Giardino della rocca sorse nel 1542 quando terminarono le esigenze difensive e il fossato fu interrato, si presenta oggi un grande giardino all'italiana ornato con nicchie e numerose statue, nel 1781 fu ampliato e arricchito di nuove piante e nel 1833 assunse l'aspetto attuale di parco all'inglese con laghetto artificiale. Il grande spazio verde abbraccia il fortino merlato alla ghibellina in stile neogotico. La piccola isola dell'amore emerge dallo specchio d'acqua corredata da due grotte artificiali arricchite da finte stalattiti e stalagmiti.
Il giardino è collegato con la rocca da uno scalone a doppia rampa e ai lati vi sono sei statue del settecento le quali rappresentano: il Nilo – il Gange – la primavera – l'estate – l'autunno – l'inverno.
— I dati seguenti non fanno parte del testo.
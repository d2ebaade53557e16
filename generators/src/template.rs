//! File-sampled HTTP generator

use std::path::Path;

use rand::rngs::StdRng;
use rand::Rng;
use serde::{Deserialize, Serialize};
use stampede_core::{Request, RequestGenerator};
use url::Url;

use crate::error::SourceError;
use crate::{load_entries, seeded_rng};

/// One entry of an HTTP request file
///
/// Every field is optional; unset fields fall back to the base request.
#[derive(Debug, Clone, Default, PartialEq, Eq, Serialize, Deserialize)]
pub struct HttpTemplate {
    /// Full target URL, replacing the base one
    #[serde(default, skip_serializing_if = "Option::is_none")]
    pub url: Option<String>,

    /// Host (optionally `host:port`)
    #[serde(default, skip_serializing_if = "Option::is_none")]
    pub host: Option<String>,

    /// Path, optionally with a query string
    #[serde(default, skip_serializing_if = "Option::is_none")]
    pub path: Option<String>,

    /// HTTP method
    #[serde(default, skip_serializing_if = "Option::is_none")]
    pub method: Option<String>,

    /// Request body
    #[serde(default, skip_serializing_if = "Option::is_none")]
    pub body: Option<String>,
}

impl HttpTemplate {
    /// Apply this template over `base`, validating every override
    pub fn resolve(&self, base: &Request) -> Result<Request, String> {
        let mut url = match &self.url {
            Some(raw) => Url::parse(raw).map_err(|e| format!("invalid url {:?}: {}", raw, e))?,
            None => Url::parse(&base.target)
                .map_err(|e| format!("invalid base url {:?}: {}", base.target, e))?,
        };

        if let Some(host) = non_empty(&self.host) {
            set_authority(&mut url, host)?;
        }

        if let Some(path) = non_empty(&self.path) {
            match path.split_once('?') {
                Some((path, query)) => {
                    url.set_path(path);
                    url.set_query(Some(query));
                }
                None => url.set_path(path),
            }
        }

        let method = match non_empty(&self.method) {
            Some(method) if is_token(method) => method.to_string(),
            Some(method) => return Err(format!("invalid method {:?}", method)),
            None => base.method.clone(),
        };

        let mut request = Request::new(method, url.to_string());
        request.body = self.body.clone().or_else(|| base.body.clone());
        request.deadline = base.deadline;
        Ok(request)
    }
}

fn non_empty(value: &Option<String>) -> Option<&str> {
    value.as_deref().filter(|v| !v.is_empty())
}

fn set_authority(url: &mut Url, authority: &str) -> Result<(), String> {
    let (host, port) = match authority.rsplit_once(':') {
        Some((host, port))
            if !host.contains(':') || (host.starts_with('[') && host.ends_with(']')) =>
        {
            let port = port
                .parse::<u16>()
                .map_err(|_| format!("invalid port in host {:?}", authority))?;
            (host, Some(port))
        }
        _ => (authority, None),
    };

    url.set_host(Some(host))
        .map_err(|e| format!("invalid host {:?}: {}", authority, e))?;
    if let Some(port) = port {
        url.set_port(Some(port))
            .map_err(|_| format!("url cannot carry port {}", port))?;
    }
    Ok(())
}

/// RFC 9110 token characters
fn is_token(method: &str) -> bool {
    !method.is_empty()
        && method.bytes().all(|b| {
            b.is_ascii_alphanumeric()
                || matches!(
                    b,
                    b'!' | b'#'
                        | b'$'
                        | b'%'
                        | b'&'
                        | b'\''
                        | b'*'
                        | b'+'
                        | b'-'
                        | b'.'
                        | b'^'
                        | b'_'
                        | b'`'
                        | b'|'
                        | b'~'
                )
        })
}

/// Picks one pre-resolved template uniformly at random per emission
///
/// Sampling is with replacement, so the source is never exhausted.
#[derive(Debug)]
pub struct TemplateGenerator {
    requests: Vec<Request>,
    rng: StdRng,
}

impl TemplateGenerator {
    /// Load templates from `path` and resolve them against `base`
    ///
    /// # Errors
    ///
    /// Fails if the file is unreadable, not a JSON array, empty, or if any
    /// entry resolves to an invalid request (reported by index).
    pub fn from_file(
        path: &Path,
        base: &Request,
        seed: Option<u64>,
    ) -> Result<Self, SourceError> {
        let templates: Vec<HttpTemplate> = load_entries(path)?;
        let generator = Self::from_templates(&templates, base, seed)?;
        tracing::info!(
            count = generator.len(),
            path = %path.display(),
            "Loaded request templates"
        );
        Ok(generator)
    }

    /// Resolve in-memory templates against `base`
    pub fn from_templates(
        templates: &[HttpTemplate],
        base: &Request,
        seed: Option<u64>,
    ) -> Result<Self, SourceError> {
        if templates.is_empty() {
            return Err(SourceError::InvalidBase("no templates given".to_string()));
        }

        let requests = templates
            .iter()
            .enumerate()
            .map(|(index, template)| {
                template
                    .resolve(base)
                    .map_err(|reason| SourceError::entry(index, reason))
            })
            .collect::<Result<Vec<_>, _>>()?;

        Ok(Self {
            requests,
            rng: seeded_rng(seed),
        })
    }

    /// Number of templates
    pub fn len(&self) -> usize {
        self.requests.len()
    }

    /// Always false for a constructed generator
    pub fn is_empty(&self) -> bool {
        self.requests.is_empty()
    }
}

impl RequestGenerator for TemplateGenerator {
    fn name(&self) -> &str {
        "from_json"
    }

    fn next_request(&mut self) -> Option<Request> {
        let index = self.rng.gen_range(0..self.requests.len());
        Some(self.requests[index].clone())
    }
}
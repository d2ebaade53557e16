//! Fixed-size worker pool with a readiness barrier

use crate::error::{BenchError, BenchResult};
use crate::request::Request;
use crate::response::RequestResult;
use crate::traits::BackendFactory;

use super::builder::WorkerBuilder;
use super::executor::Worker;
use super::stats::WorkerStats;

use std::sync::Arc;
use std::time::Duration;
use tokio::sync::mpsc;
use tokio::task::JoinSet;
use tokio_util::sync::CancellationToken;

/// A pool of N workers sharing one request queue
pub struct WorkerPool {
    workers: Vec<Worker>,
}

impl WorkerPool {
    /// Build a pool from already-constructed workers
    pub fn new(workers: Vec<Worker>) -> BenchResult<Self> {
        if workers.is_empty() {
            return Err(BenchError::config("worker pool needs at least one worker"));
        }
        Ok(Self { workers })
    }

    /// Connect `count` backend sessions concurrently and build the pool
    ///
    /// Returns only once every session is established. The first failure
    /// aborts the remaining connection attempts and fails the whole pool:
    /// a load test cannot run with a broken backend.
    pub async fn connect(
        factory: Arc<dyn BackendFactory>,
        count: usize,
        timeout: Duration,
    ) -> BenchResult<Self> {
        if count == 0 {
            return Err(BenchError::config("worker pool needs at least one worker"));
        }

        let mut pending = JoinSet::new();
        for worker_id in 0..count {
            let factory = Arc::clone(&factory);
            pending.spawn(async move { (worker_id, factory.connect(worker_id).await) });
        }

        let mut backends = vec![None; count];
        while let Some(joined) = pending.join_next().await {
            let (worker_id, connected) = joined.map_err(|e| {
                BenchError::orchestration(format!("backend connection task failed: {}", e))
            })?;
            let backend = connected.map_err(|e| {
                tracing::error!(worker_id, error = %e, "Worker could not connect");
                BenchError::connect(worker_id, e.to_string())
            })?;
            tracing::debug!(worker_id, backend = backend.name(), "Worker is ready");
            backends[worker_id] = Some(backend);
        }

        let workers = backends
            .into_iter()
            .enumerate()
            .map(|(worker_id, backend)| {
                let backend = backend.ok_or_else(|| {
                    BenchError::orchestration(format!("worker {} never reported", worker_id))
                })?;
                WorkerBuilder::new(worker_id)
                    .backend(backend)
                    .timeout(timeout)
                    .build()
            })
            .collect::<BenchResult<Vec<_>>>()?;

        tracing::info!(workers = count, backend = factory.name(), "All workers ready");

        Ok(Self { workers })
    }

    /// Number of workers
    pub fn len(&self) -> usize {
        self.workers.len()
    }

    /// Whether the pool has no workers (never true for a constructed pool)
    pub fn is_empty(&self) -> bool {
        self.workers.is_empty()
    }

    /// Launch every worker and wait for all of them to exit
    ///
    /// The pool hands each worker its own clone of the queues and drops its
    /// own handles, so the result queue closes once the last worker exits.
    /// A fatal error in one worker cancels `cancel` so the rest of the
    /// pipeline drains, and is returned after every worker has stopped.
    pub async fn run(
        self,
        cancel: CancellationToken,
        requests: async_channel::Receiver<Request>,
        results: mpsc::Sender<RequestResult>,
    ) -> BenchResult<Vec<WorkerStats>> {
        let mut running = JoinSet::new();
        for worker in self.workers {
            let cancel = cancel.clone();
            let requests = requests.clone();
            let results = results.clone();
            running.spawn(async move { worker.run(cancel, requests, results).await });
        }
        drop(requests);
        drop(results);

        let mut finished = Vec::with_capacity(running.len());
        let mut fatal: Option<BenchError> = None;

        while let Some(joined) = running.join_next().await {
            match joined {
                Ok(Ok(stats)) => finished.push(stats),
                Ok(Err(e)) => {
                    tracing::error!(error = %e, "Worker stopped with a fatal error");
                    cancel.cancel();
                    fatal.get_or_insert(e);
                }
                Err(e) => {
                    tracing::error!(error = %e, "Worker task panicked");
                    cancel.cancel();
                    fatal.get_or_insert(BenchError::orchestration(format!(
                        "worker task failed: {}",
                        e
                    )));
                }
            }
        }

        if let Some(e) = fatal {
            return Err(e);
        }

        finished.sort_by_key(|stats| stats.worker_id);
        Ok(finished)
    }
}

impl std::fmt::Debug for WorkerPool {
    fn fmt(&self, f: &mut std::fmt::Formatter<'_>) -> std::fmt::Result {
        f.debug_struct("WorkerPool")
            .field("workers", &self.workers.len())
            .finish()
    }
}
Sul margine orientale s'innalza il “Cafè Haus“ un piccolo edificio stile neoclassico con un portico su due alte colonne che sostengono un timpano triangolare; nelle vicinanze si erge un esemplare plurisecolare di “noce d'America“ di notevoli dimensioni.
Il castello è aperto al pubblico e fa parte del circuito dei castelli dell'Associazione dei Castelli del Ducato di Parma e di Piacenza.